Home | News & Events | Colorado’s Energy-Related Bills in the 2022 Legislative Session

Legal Alerts | May 23, 2022 Colorado’s Energy-Related Bills in the 2022 Legislative Session

The Colorado General Assembly wrapped up its 2022 legislative session on May 11, 2022. In our February newsletter, we provided an overview of energy-related bills as of February 8, 2022. At that time, only a handful of energy-related bills had been proposed. But by the end of the session, the legislature considered almost 20 bills related to energy, environmental protection, and air quality. This update highlights some of the final bills that were passed and some that were not.

Energy-Related Bills That Passed

Many of the bills passed this session are aimed at furthering clean energy development in Colorado. Here are some of the highlights:

  • House Bill 22-1381, Colorado Energy Office Geothermal Energy Grant Program: This bill creates a geothermal energy grant program to facilitate the development of geothermal heating systems and geothermal electricity generation.
  • Senate Bill 22-118, Encourage Geothermal Energy Use: This bipartisan bill seeks to encourage the use of geothermal energy by providing regulatory treatment similar to that afforded solar energy. Among other provisions, the bill requires the Colorado energy office to develop basic consumer education and guidance about leased or purchased geothermal installation, in consultation with industries that offer these options to consumers.
  • Senate Bill 22-110, Equip Wind Turbine Aircraft Detection Lighting System: This bill requires an owner or operator of certain wind-powered energy generation facilities to equip them with an aircraft detection lighting system.
  • House Bill 22-1362, Building Greenhouse Gas Emissions: This bill updates the state’s minimum energy code requirements. Among other things, the bill requires the creation of the building electrification for public buildings grant program, creating the high-efficiency electric heating and appliances grant program, and establishing the clean air building investments fund.
  • House Bill 22-1355, Producer Responsibility Program For Recycling: This bill requires companies that sell consumer-facing packaging to join a producer responsibility organization, which in turn would charge fees to fund a statewide recycling system.

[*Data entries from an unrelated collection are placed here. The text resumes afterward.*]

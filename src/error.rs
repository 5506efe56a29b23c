//! Engine error types.
//!
//! Rate-limit denials and missing lookups are ordinary return values
//! (`SubmitOutcome::RateLimited`, `Option::None`), not errors. Everything
//! in here is either a rejected input or a store fault.

use thiserror::Error;

/// Coarse classification shared by errors and non-error outcomes.
#[derive(Debug, Clone, Copy, PartialEq, Eq, Hash)]
pub enum ErrorKind {
    NotFound,
    RateLimited,
    InvalidReport,
    StoreUnavailable,
    ConcurrencyConflict,
    Internal,
}

impl ErrorKind {
    pub fn as_str(&self) -> &'static str {
        match self {
            ErrorKind::NotFound => "not_found",
            ErrorKind::RateLimited => "rate_limited",
            ErrorKind::InvalidReport => "invalid_report",
            ErrorKind::StoreUnavailable => "store_unavailable",
            ErrorKind::ConcurrencyConflict => "concurrency_conflict",
            ErrorKind::Internal => "internal",
        }
    }
}

/// Why a submission was rejected at the boundary.
#[derive(Debug, Clone, PartialEq, Error)]
pub enum InvalidReport {
    #[error("field `{field}` is empty")]
    EmptyField { field: &'static str },

    #[error("field `{field}` is {len} chars, allowed {min}..={max}")]
    FieldLength {
        field: &'static str,
        len: usize,
        min: usize,
        max: usize,
    },

    #[error("field `{field}` contains characters outside the allowed set")]
    FieldCharset { field: &'static str },

    #[error("fingerprint looks like raw personal data ({kind})")]
    FingerprintLooksLikePii { kind: &'static str },

    #[error("latency {latency_ms} ms outside 0..={max_ms}")]
    LatencyOutOfRange { latency_ms: f64, max_ms: f64 },

    #[error("strategy args are empty")]
    EmptyArgs,

    #[error("strategy args too large: {bytes} bytes, limit {limit}")]
    ArgsTooLarge { bytes: usize, limit: usize },

    #[error("strategy args nested {depth} levels, limit {limit}")]
    ArgsTooDeep { depth: usize, limit: usize },

    #[error("strategy hash mismatch: claimed {claimed}, computed {computed}")]
    HashMismatch { claimed: String, computed: String },

    #[error("unknown service `{service_id}`")]
    UnknownService { service_id: String },
}

impl InvalidReport {
    /// Short machine-readable reason for logs and API bodies.
    pub fn reason_code(&self) -> &'static str {
        match self {
            InvalidReport::EmptyField { .. } => "empty_field",
            InvalidReport::FieldLength { .. } => "field_length",
            InvalidReport::FieldCharset { .. } => "field_charset",
            InvalidReport::FingerprintLooksLikePii { .. } => "fingerprint_pii",
            InvalidReport::LatencyOutOfRange { .. } => "latency_out_of_range",
            InvalidReport::EmptyArgs => "empty_args",
            InvalidReport::ArgsTooLarge { .. } => "args_too_large",
            InvalidReport::ArgsTooDeep { .. } => "args_too_deep",
            InvalidReport::HashMismatch { .. } => "hash_mismatch",
            InvalidReport::UnknownService { .. } => "unknown_service",
        }
    }
}

/// Errors returned by the engine and its stores.
#[derive(Debug, Error)]
pub enum EngineError {
    #[error("{what} not found: {id}")]
    NotFound { what: &'static str, id: String },

    #[error("invalid report: {0}")]
    InvalidReport(#[from] InvalidReport),

    #[error("store unavailable: {reason}")]
    StoreUnavailable { reason: String },

    #[error("concurrent update on {key} not applied after {attempts} attempt(s)")]
    ConcurrencyConflict { key: String, attempts: u32 },

    #[error("stored record {id} is corrupt: {reason}")]
    CorruptRecord { id: String, reason: String },

    #[error("serialization error: {0}")]
    Serialization(#[from] serde_json::Error),

    #[error("invalid configuration: {0}")]
    Config(String),
}

impl EngineError {
    pub fn store_unavailable(reason: impl Into<String>) -> Self {
        EngineError::StoreUnavailable {
            reason: reason.into(),
        }
    }

    pub fn kind(&self) -> ErrorKind {
        match self {
            EngineError::NotFound { .. } => ErrorKind::NotFound,
            EngineError::InvalidReport(_) => ErrorKind::InvalidReport,
            EngineError::StoreUnavailable { .. } => ErrorKind::StoreUnavailable,
            EngineError::ConcurrencyConflict { .. } => ErrorKind::ConcurrencyConflict,
            EngineError::CorruptRecord { .. }
            | EngineError::Serialization(_)
            | EngineError::Config(_) => ErrorKind::Internal,
        }
    }

    /// Transient faults: the caller (or the internal retry loop) may resubmit.
    pub fn is_retryable(&self) -> bool {
        matches!(
            self,
            EngineError::StoreUnavailable { .. } | EngineError::ConcurrencyConflict { .. }
        )
    }
}

pub type EngineResult<T> = Result<T, EngineError>;
//! In-memory store.
//!
//! Each strategy key owns a cell with a writer gate and a published snapshot.
//! Writers for one key queue on that key's gate only; readers take a short
//! read lock on the snapshot and never wait for a writer's fold. The ledger
//! is sharded per fingerprint and per strategy so appends for different
//! fingerprints do not contend.

use std::collections::HashMap;
use std::sync::atomic::{AtomicI64, Ordering};
use std::sync::Arc;
use std::time::Duration;

use chrono::{DateTime, Utc};
use dashmap::DashMap;
use parking_lot::{Mutex, RwLock};

use crate::config::StoreConfig;
use crate::error::{EngineError, EngineResult};

use super::models::*;
use super::{
    Committed, Reclassified, ReportLedger, StatusFold, StrategyFold, StrategyStore,
};

#[derive(Debug, Default)]
struct StrategyCell {
    writer: Mutex<()>,
    current: RwLock<Option<Strategy>>,
}

impl StrategyCell {
    fn snapshot(&self) -> Option<Strategy> {
        self.current.read().clone()
    }
}

/// Process-local store, used in tests and single-node deployments.
#[derive(Debug)]
pub struct MemoryStore {
    cells: DashMap<StrategyKey, Arc<StrategyCell>>,
    ids: DashMap<StrategyId, StrategyKey>,
    by_service: DashMap<ServiceKey, Vec<StrategyKey>>,
    next_strategy_id: AtomicI64,
    reports_by_fingerprint: DashMap<String, Vec<Report>>,
    reports_by_strategy: DashMap<StrategyId, Vec<Report>>,
    next_report_id: AtomicI64,
    lock_timeout: Duration,
}

impl Default for MemoryStore {
    fn default() -> Self {
        Self::new(StoreConfig::default().lock_timeout())
    }
}

impl MemoryStore {
    pub fn new(lock_timeout: Duration) -> Self {
        Self {
            cells: DashMap::new(),
            ids: DashMap::new(),
            by_service: DashMap::new(),
            next_strategy_id: AtomicI64::new(1),
            reports_by_fingerprint: DashMap::new(),
            reports_by_strategy: DashMap::new(),
            next_report_id: AtomicI64::new(1),
            lock_timeout,
        }
    }

    pub fn from_config(config: &StoreConfig) -> Self {
        Self::new(config.lock_timeout())
    }

    pub fn strategy_count(&self) -> usize {
        self.ids.len()
    }

    fn cell(&self, key: &StrategyKey) -> Option<Arc<StrategyCell>> {
        self.cells.get(key).map(|c| Arc::clone(c.value()))
    }

    fn snapshots<'a, I>(&self, keys: I) -> Vec<Strategy>
    where
        I: IntoIterator<Item = &'a StrategyKey>,
    {
        keys.into_iter()
            .filter_map(|key| self.cell(key))
            .filter_map(|cell| cell.snapshot())
            .collect()
    }

    fn all_snapshots(&self) -> Vec<Strategy> {
        let cells: Vec<Arc<StrategyCell>> =
            self.cells.iter().map(|c| Arc::clone(c.value())).collect();
        cells.iter().filter_map(|cell| cell.snapshot()).collect()
    }

    fn conflict(key: &StrategyKey) -> EngineError {
        EngineError::ConcurrencyConflict {
            key: key.to_string(),
            attempts: 1,
        }
    }
}

fn push_ordered(reports: &mut Vec<Report>, report: Report) {
    let pos = reports.partition_point(|r| r.reported_at <= report.reported_at);
    reports.insert(pos, report);
}

impl StrategyStore for MemoryStore {
    fn get(&self, key: &StrategyKey) -> EngineResult<Option<Strategy>> {
        Ok(self.cell(key).and_then(|cell| cell.snapshot()))
    }

    fn get_by_id(&self, id: StrategyId) -> EngineResult<Option<Strategy>> {
        let key = match self.ids.get(&id) {
            Some(key) => key.value().clone(),
            None => return Ok(None),
        };
        self.get(&key)
    }

    fn commit(
        &self,
        key: &StrategyKey,
        report: &NewReport,
        fold: StrategyFold<'_>,
    ) -> EngineResult<Committed> {
        let cell = Arc::clone(self.cells.entry(key.clone()).or_default().value());
        let _writer = cell
            .writer
            .try_lock_for(self.lock_timeout)
            .ok_or_else(|| Self::conflict(key))?;

        let current = cell.snapshot();
        let mut next = fold(current.as_ref());
        next.key = key.clone();
        next.id = match &current {
            Some(existing) => existing.id,
            None => StrategyId(self.next_strategy_id.fetch_add(1, Ordering::SeqCst)),
        };

        let report_id = self.append(Some(next.id), report)?;

        if current.is_none() {
            self.ids.insert(next.id, key.clone());
            self.by_service
                .entry(key.service())
                .or_default()
                .push(key.clone());
        }
        *cell.current.write() = Some(next.clone());

        Ok(Committed {
            strategy: next,
            previous_status: current.map(|c| c.status),
            report_id,
        })
    }

    fn reclassify(
        &self,
        key: &StrategyKey,
        evaluate: StatusFold<'_>,
    ) -> EngineResult<Option<Reclassified>> {
        let cell = match self.cell(key) {
            Some(cell) => cell,
            None => return Ok(None),
        };
        let _writer = cell
            .writer
            .try_lock_for(self.lock_timeout)
            .ok_or_else(|| Self::conflict(key))?;

        let mut strategy = match cell.snapshot() {
            Some(strategy) => strategy,
            None => return Ok(None),
        };
        let previous_status = strategy.status;
        let status = evaluate(&strategy);
        if status == previous_status {
            return Ok(None);
        }
        strategy.status = status;
        *cell.current.write() = Some(strategy.clone());

        Ok(Some(Reclassified {
            strategy,
            previous_status,
        }))
    }

    fn list_for_service(
        &self,
        provider_id: &str,
        service_id: &str,
        statuses: &[StrategyStatus],
    ) -> EngineResult<Vec<Strategy>> {
        let service = ServiceKey {
            provider_id: provider_id.to_string(),
            service_id: service_id.to_string(),
        };
        let keys = match self.by_service.get(&service) {
            Some(keys) => keys.value().clone(),
            None => return Ok(Vec::new()),
        };
        Ok(self
            .snapshots(keys.iter())
            .into_iter()
            .filter(|s| statuses.contains(&s.status))
            .collect())
    }

    fn list_for_service_any_provider(
        &self,
        service_id: &str,
        statuses: &[StrategyStatus],
    ) -> EngineResult<Vec<Strategy>> {
        let keys: Vec<StrategyKey> = self
            .by_service
            .iter()
            .filter(|entry| entry.key().service_id == service_id)
            .flat_map(|entry| entry.value().clone())
            .collect();
        Ok(self
            .snapshots(keys.iter())
            .into_iter()
            .filter(|s| statuses.contains(&s.status))
            .collect())
    }

    fn stale_candidates(&self, cutoff: DateTime<Utc>) -> EngineResult<Vec<StrategyKey>> {
        Ok(self
            .all_snapshots()
            .into_iter()
            .filter(|s| s.status.is_servable() && s.last_evidence_at() < cutoff)
            .map(|s| s.key)
            .collect())
    }

    fn status_counts(&self) -> EngineResult<StatusCounts> {
        let mut counts = StatusCounts::default();
        for strategy in self.all_snapshots() {
            counts.add(strategy.status);
        }
        Ok(counts)
    }

    fn servable_counts_by_service(&self, provider_id: &str) -> EngineResult<HashMap<String, u64>> {
        let keys: Vec<StrategyKey> = self
            .by_service
            .iter()
            .filter(|entry| entry.key().provider_id == provider_id)
            .flat_map(|entry| entry.value().clone())
            .collect();

        let mut counts: HashMap<String, u64> = HashMap::new();
        for strategy in self.snapshots(keys.iter()) {
            if strategy.status.is_servable() {
                *counts.entry(strategy.key.service_id).or_default() += 1;
            }
        }
        Ok(counts)
    }
}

Energy-Related Bills That Failed

One of the more prominent energy-related bills to fail in the 2022 legislative session was Senate Bill 22-138, titled Reduce Greenhouse Gas Emissions In Colorado. This bill concerned measures to promote reductions in greenhouse gas emissions by, among other things, incentivizing people to buy electric lawn equipment. It also included measures directed at streamlining carbon capture and sequestration projects in Colorado, including giving the Colorado Oil and Gas Conservation Commission authority to issue and enforce Class VI injection wells used for sequestration of greenhouse gases.

In addition, two of the bills mentioned in our February 2022 newsletter were ultimately rejected by the legislature. Senate Bill 22-073, titled Alternative Energy Sources, would have directed the state to investigate the feasibility of using small modular nuclear reactors as a carbon-free energy source for Colorado. That bill was sent to the State, Veterans, and Military Affairs Committee, where it ultimately died. House Bill 1140, titled Green Hydrogen To Meet Pollution Reduction Goals, would have directed the state to recognize green hydrogen as a renewable energy source that certain retail electric service providers could use to meet statewide greenhouse gas pollution reduction goals. That bill was ultimately killed in the House Energy and Environment Committee.

What Should We Expect from the 2023 Legislative Session?

It’s too soon to say. But at the end of this session, none of the bills proposed addressed pore space ownership. As we noted in our February 2022 newsletter, ownership of the pore space remains unresolved in Colorado, and obtaining certainty about who owns the pore space is critical to encouraging investment in carbon capture, use, and sequestration projects. Given this uncertainty, we might expect to see the Colorado legislature pick up that issue during the 2023 legislative session.